Pour financer ces acquisitions elle a souscrit deux prêts auprès de la société Crédit immobilier de France développement (la société Crédit immobilier) :
-un prêt 'PLH 3 axes' d'un montant de 205210€ euros au taux révisable de 3.90% pour l'immeuble [Adresse 1] à [Localité 7], remboursable en 300 mensualités,
-un prêt 'PHL 3 axes' d'un montant de 170.000 euros au taux révisable de 3.90%, pour l'immeuble sis [Adresse 3] à [Localité 7] remboursable en 300 mensualités.
Par jugement du 26 mai 2011 a été prononcé le redressement judiciaire de la société La vieille Ringue.
Un plan de redressement d'une durée de 10 ans a ensuite été arrêté par le tribunal le 13 mars 2013, M. [N] [O] étant nommée aux fonctions de commissaire à l'exécution du plan.
Par une première requête du 21 décembre 2019, la société Crédit immobilier a sollicité la résolution du plan.

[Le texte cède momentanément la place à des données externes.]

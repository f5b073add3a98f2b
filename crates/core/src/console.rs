//! Console output for wrapped tools.
//!
//! Tool output goes straight to the process's stdout/stderr handles, never
//! through tracing. Write failures (closed pipes) are ignored.

use std::io::Write;

/// Write `text` to stdout, adding a trailing newline if missing.
pub fn write_stdout(text: &str) {
    if text.trim().is_empty() {
        return;
    }
    let mut out = std::io::stdout().lock();
    let _ = write_terminated(&mut out, text);
}

/// Write `text` to stderr, adding a trailing newline if missing.
pub fn write_stderr(text: &str) {
    if text.trim().is_empty() {
        return;
    }
    let mut err = std::io::stderr().lock();
    let _ = write_terminated(&mut err, text);
}

/// Write one line to stdout or stderr, with an optional `[prefix]`.
pub fn write_line(prefix: Option<&str>, line: &str, to_stderr: bool) {
    let text = match prefix {
        Some(prefix) => format!("[{prefix}] {line}\n"),
        None => format!("{line}\n"),
    };
    if to_stderr {
        let _ = std::io::stderr().lock().write_all(text.as_bytes());
    } else {
        let _ = std::io::stdout().lock().write_all(text.as_bytes());
    }
}

fn write_terminated(writer: &mut impl Write, text: &str) -> std::io::Result<()> {
    writer.write_all(text.as_bytes())?;
    if !text.ends_with('\n') {
        writer.write_all(b"\n")?;
    }
    writer.flush()
}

Par jugement du 11 juin 2020, le tribunal de grande instance de [Localité 7] a rejeté la demande au motif que si la société n'avait rien réglé depuis septembre 2015, elle devait être considéré comme étant de bonne foi, compte-tenu des imprécisions des demandes de l'établissement bancaire et des erreurs de calcul commises.
Exposant que la société La vieille Ringue n'exécute à nouveau pas ses engagements financiers, le commissaire à l'exécution du plan a saisi à nouveau le tribunal judiciaire de Bar-le-Duc le 4 octobre 2021 d'une requête en résolution de plan.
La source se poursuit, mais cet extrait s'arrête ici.